The Renaissance

 

We can track the changes in Astronomy during the Renaissance through the contributions of five men: Nicholas Copernicus, Tycho Brahe, Johannes Kepler, Galileo Galilei, and Isaac Newton.

Copernicus taught Aristotelian philosophy at the University.  He thinks the old model of Ptolemy is too complex to be correct.  Copernicus believes the heliocentric model must be correct.  The Earth is now placed as the third planet moving around the Sun.  So the first change is that all of the motions we have been observing have the motion of the Earth incorporated in them.  We must distinguish between the synodic and sidereal period of planets.  The synodic period is the time it takes to orbit the Sun as viewed from someplace that moves, while the sidereal period is the period from someplace that doesn't move.  Copernicus finds that he can measure the synodic periods of the planets and convert them into sidereal periods.

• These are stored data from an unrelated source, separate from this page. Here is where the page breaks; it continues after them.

//! Prometheus Metrics Module
//!
//! Exposes ingestion and store metrics in Prometheus format.
//!
//! # Metrics Categories
//!
//! - **Ingestion**: Accepted and rejected records per refresh
//! - **Stores**: Refresh outcomes and current generation sizes
//! - **Upstream**: Fetch latency by mode
//! - **Poller**: Tick count
//!
//! # Integration
//!
//! Metrics are exposed at `/metrics` on the health server port. Recording
//! functions are no-ops until [`init_metrics`] installs the recorder.

use std::sync::OnceLock;
use std::time::Duration;

use metrics::{counter, describe_counter, describe_gauge, describe_histogram, gauge, histogram};
use metrics_exporter_prometheus::{PrometheusBuilder, PrometheusHandle};

use crate::application::ports::FetchMode;
use crate::domain::normalization::{RejectReason, RejectionObserver};

// =============================================================================
// Global Metrics Handle
// =============================================================================

static PROMETHEUS_HANDLE: OnceLock<PrometheusHandle> = OnceLock::new();

/// Initialize the Prometheus metrics recorder.
///
/// # Panics
///
/// Panics if another global recorder is already installed.
#[allow(clippy::expect_used)]
pub fn init_metrics() -> PrometheusHandle {
    PROMETHEUS_HANDLE
        .get_or_init(|| {
            let handle = PrometheusBuilder::new()
                .install_recorder()
                .expect("failed to install Prometheus recorder");

            register_metrics();
            handle
        })
        .clone()
}

/// Get the Prometheus handle for rendering metrics.
///
/// Returns `None` if metrics have not been initialized.
#[must_use]
pub fn get_metrics_handle() -> Option<PrometheusHandle> {
    PROMETHEUS_HANDLE.get().cloned()
}

// =============================================================================
// Metric Registration
// =============================================================================

fn register_metrics() {
    describe_counter!(
        "wind_telemetry_records_accepted_total",
        "Readings accepted by the normalizer"
    );
    describe_counter!(
        "wind_telemetry_records_rejected_total",
        "Raw records rejected by the normalizer, by reason"
    );
    describe_counter!(
        "wind_telemetry_refreshes_total",
        "Store refresh attempts by store and outcome"
    );
    describe_gauge!(
        "wind_telemetry_store_readings",
        "Readings held by the current store generation"
    );
    describe_histogram!(
        "wind_telemetry_fetch_seconds",
        "Upstream fetch latency by mode"
    );
    describe_counter!("wind_telemetry_poller_ticks_total", "Realtime poller ticks");
}

// =============================================================================
// Metric Recording Functions
// =============================================================================

/// Metric labels for the stores.
#[derive(Debug, Clone, Copy, PartialEq, Eq)]
pub enum StoreKind {
    /// Historical store.
    Historical,
    /// Realtime store.
    Realtime,
}

impl StoreKind {
    /// Get the label value.
    #[must_use]
    pub const fn as_str(self) -> &'static str {
        match self {
            Self::Historical => "historical",
            Self::Realtime => "realtime",
        }
    }
}

/// Outcome label for refreshes.
#[derive(Debug, Clone, Copy, PartialEq, Eq)]
pub enum RefreshOutcomeLabel {
    /// The store was replaced.
    Ok,
    /// The fetch failed and the store was left unchanged.
    Error,
}

impl RefreshOutcomeLabel {
    const fn as_str(self) -> &'static str {
        match self {
            Self::Ok => "ok",
            Self::Error => "error",
        }
    }
}

/// Record a store refresh.
pub fn record_refresh(store: StoreKind, outcome: RefreshOutcomeLabel) {
    counter!(
        "wind_telemetry_refreshes_total",
        "store" => store.as_str(),
        "outcome" => outcome.as_str()
    )
    .increment(1);
}

/// Record readings accepted into a new generation.
pub fn record_accepted(store: StoreKind, count: usize) {
    counter!(
        "wind_telemetry_records_accepted_total",
        "store" => store.as_str()
    )
    .increment(count as u64);
}

/// Update the generation size gauge.
#[allow(clippy::cast_precision_loss)]
pub fn set_store_readings(store: StoreKind, count: usize) {
    gauge!(
        "wind_telemetry_store_readings",
        "store" => store.as_str()
    )
    .set(count as f64);
}

/// Record a normalizer rejection.
pub fn record_rejection(reason: &RejectReason) {
    counter!(
        "wind_telemetry_records_rejected_total",
        "reason" => reason.code()
    )
    .increment(1);
}

/// Record upstream fetch latency.
pub fn record_fetch_duration(mode: FetchMode, duration: Duration) {
    histogram!(
        "wind_telemetry_fetch_seconds",
        "mode" => mode.as_str()
    )
    .record(duration.as_secs_f64());
}

/// Record a poller tick.
pub fn record_poller_tick() {
    counter!("wind_telemetry_poller_ticks_total").increment(1);
}

// =============================================================================
// Rejection Observer
// =============================================================================

/// Logs each rejected record and counts it by reason.
#[derive(Debug, Default, Clone, Copy)]
pub struct MetricsRejectionObserver;

impl RejectionObserver for MetricsRejectionObserver {
    fn on_rejected(&self, record_id: &str, reason: &RejectReason) {
        tracing::warn!(
            record_id,
            reason = reason.code(),
            details = %reason,
            "Discarding invalid record"
        );
        record_rejection(reason);
    }
}

// =============================================================================
// Tests
// =============================================================================

#[cfg(test)]
mod tests {
    use super::*;

    #[test]
    fn store_kind_as_str() {
        assert_eq!(StoreKind::Historical.as_str(), "historical");
        assert_eq!(StoreKind::Realtime.as_str(), "realtime");
    }

    #[test]
    fn outcome_as_str() {
        assert_eq!(RefreshOutcomeLabel::Ok.as_str(), "ok");
        assert_eq!(RefreshOutcomeLabel::Error.as_str(), "error");
    }

    #[test]
    fn recording_without_recorder_is_noop() {
        record_rejection(&RejectReason::MissingField("position"));
        record_refresh(StoreKind::Realtime, RefreshOutcomeLabel::Ok);
        MetricsRejectionObserver.on_rejected("1", &RejectReason::InvalidDate("timestamp"));
    }
}
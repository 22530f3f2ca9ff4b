//! Spreadsheet export.
//!
//! Writes an Office Open XML (`.xlsx`) workbook with a single worksheet: a
//! styled header row, one bordered row per reading, then a footer block
//! describing the export.

use rust_xlsxwriter::{
    Color, Format, FormatAlign, FormatBorder, FormatPattern, Workbook, Worksheet, XlsxError,
};

use super::{EXPORT_COLUMNS, EXPORT_TIMESTAMP_FORMAT};
use crate::application::ports::{
    ExportFormat, ExportRendererPort, ExportRequest, RenderError, RenderedExport,
};
use crate::domain::reading::{Reading, parse_instant};

const WORKSHEET_NAME: &str = "Wind Readings";

const XLSX_CONTENT_TYPE: &str = "application/vnd.openxmlformats-officedocument.spreadsheetml.sheet";

const COLUMN_WIDTHS: [f64; 4] = [20.0, 20.0, 25.0, 25.0];

const HEADER_FILL: u32 = 0x0044_72C4;

/// Renders readings as a spreadsheet workbook.
#[derive(Debug, Default, Clone, Copy)]
pub struct SpreadsheetRenderer;

impl ExportRendererPort for SpreadsheetRenderer {
    fn format(&self) -> ExportFormat {
        ExportFormat::Spreadsheet
    }

    fn render(
        &self,
        readings: &[Reading],
        request: &ExportRequest,
    ) -> Result<RenderedExport, RenderError> {
        let bytes = write_workbook(readings, request).map_err(|e| RenderError::Failed {
            format: ExportFormat::Spreadsheet.as_str(),
            message: e.to_string(),
        })?;

        Ok(RenderedExport {
            content_type: XLSX_CONTENT_TYPE,
            file_name: request.file_name("xlsx"),
            bytes,
        })
    }
}

fn write_workbook(readings: &[Reading], request: &ExportRequest) -> Result<Vec<u8>, XlsxError> {
    let mut workbook = Workbook::new();
    let worksheet = workbook.add_worksheet();
    worksheet.set_name(WORKSHEET_NAME)?;

    write_sheet(worksheet, readings, request)?;

    workbook.save_to_buffer()
}

fn write_sheet(
    worksheet: &mut Worksheet,
    readings: &[Reading],
    request: &ExportRequest,
) -> Result<(), XlsxError> {
    let header = Format::new()
        .set_bold()
        .set_font_color(Color::White)
        .set_background_color(Color::RGB(HEADER_FILL))
        .set_pattern(FormatPattern::Solid)
        .set_align(FormatAlign::Center)
        .set_border(FormatBorder::Thin);
    let cell = Format::new()
        .set_align(FormatAlign::Center)
        .set_border(FormatBorder::Thin);
    let label = Format::new().set_bold();

    for (col, (title, width)) in (0u16..).zip(EXPORT_COLUMNS.iter().zip(COLUMN_WIDTHS)) {
        worksheet.set_column_width(col, width)?;
        worksheet.write_string_with_format(0, col, *title, &header)?;
    }

    let mut row: u32 = 1;
    for r in readings {
        worksheet.write_string_with_format(row, 0, r.instrument_model.as_str(), &cell)?;
        worksheet.write_string_with_format(row, 1, r.position.as_str(), &cell)?;
        worksheet.write_number_with_format(row, 2, r.speed, &cell)?;
        worksheet.write_string_with_format(
            row,
            3,
            r.timestamp.format(EXPORT_TIMESTAMP_FORMAT).to_string(),
            &cell,
        )?;
        row += 1;
    }

    // One blank row between the data and the footer.
    row += 1;
    worksheet.write_string_with_format(row, 0, "Range:", &label)?;
    worksheet.write_string(
        row,
        1,
        format!("{} - {}", display_bound(&request.from), display_bound(&request.to)),
    )?;

    worksheet.write_string_with_format(row + 1, 0, "Total records:", &label)?;
    worksheet.write_number(row + 1, 1, u32::try_from(readings.len()).unwrap_or(u32::MAX))?;

    worksheet.write_string_with_format(row + 2, 0, "Generated at:", &label)?;
    worksheet.write_string(
        row + 2,
        1,
        request.generated_at.format(EXPORT_TIMESTAMP_FORMAT).to_string(),
    )?;

    Ok(())
}

/// Bounds that parse are shown in the export layout, others verbatim.
fn display_bound(bound: &str) -> String {
    parse_instant(bound).map_or_else(
        || bound.to_string(),
        |at| at.format(EXPORT_TIMESTAMP_FORMAT).to_string(),
    )
}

Planetary Configurations - Inferior Planets (closer to Sun than Earth)

·        Inferior Conjunction (worst observing)

·        Superior Conjunction (worst observing)

·        Greatest Elongation (best observing)

Planetary Configurations - Superior Planets (farther from Sun than Earth)

·        Conjunction

·        Opposition (best observing - closest to Earth, high in sky at midnight)

·        Quadrature

Comparable terms for lunar orbit

·        Full moon is opposition

·        New Moon is conjunction

·        First Quarter is quadrature

Copernicus uses trigonometry with the planets in these configurations in order to solve for the planet-Sun distance.  This gives us the first scale model of the Solar System in astronomical units.  The new heliocentric model was no more accurate than the system of Ptolemy, in part because Copernicus still had circular orbits.

Tycho Brahe was a late 16th century Danish nobleman who carried out an extensive observing program of the planets.  He believed that only through observations could we discern one model from another.  After being expelled from Denmark and settling in Prague, he hired Johannes Kepler to show what the orbits of the planets were.

Johannes Kepler devised the very first natural laws with his laws of planetary motion.  The first law showed that planets orbit the Sun in elliptical paths, the Sun being at one focus of the orbit.  The second law tells us how the planets move on their orbits - faster closer to the Sun, slower farther away.  The third law relates the orbital period to the size of the orbit.  The laws of planetary motion were empirical and universal, although Kepler never correctly surmised the cause of the orbits.

Galileo Galilei is given credit for being among the first to turn a telescope onto the sky.  In the course of three years of observing, he convincingly overturned 1500 years of Aristotelian thought.  Most of his observations circumstantially argue against the old order.  These include:

·        The vast number of stars in the Milky Way - people believed that Aristotle told us everything there was to know.  Also even though individually too faint to see, we can observe the combined light of these faint stars.

·        The Moon - Earthlike features on an object clearly in the Celestial Realm.

·        The moons of Jupiter - some objects do not go around the Earth.

·        Sunspots - the personification of God had flaws.

One of his observations, however, provided proof that the geocentric models were wrong.  Venus went through a full range of phases just like our Moon.  Galileo also gave us the Law of Inertia and the Scientific Method.

Isaac Newton closed the era by providing the three laws of general motion:

·        Forces cause changes in motion.

·        SF = ma

·        For every action force there is an equal and opposite reaction force.

These laws completely restructure physics.  No longer is it necessary to know the composition of an object in order to predict its motion.  The artificial Celestial and Terrestrial Realms have disappeared.

Next Newton gives us a comprehensive theory of gravity.  The force of gravity is directly proportional to the product of the masses and inversely proportional to the square of their separation.  Some of the consequences of this formulation for gravity are:

·        Gravity is the first of many inverse square laws.

·        Gravity never becomes zero.  All objects ion the universe have a gravitational attraction for all other objects.

·        Mass causes gravity

·        Gravity is only attractive which means there is only one kind of mass.

·        The gravitational constant G is very small.

Using the laws of motion and the new formulation for gravity, Newton is able to prove Kepler's Laws.  Newton generalizes the laws of Kepler, showing that possible orbits under the influence of gravity are conic sections.  Kepler's Laws are now seen to be universal, applying anytime the attractive force is gravity.

He can also prove Galileo's assertion that all objects near the surface of the Earth accelerate in the same way.  Combined with the new view of orbiting (falling without getting closer to the surface), we can now explain apparent weightlessness.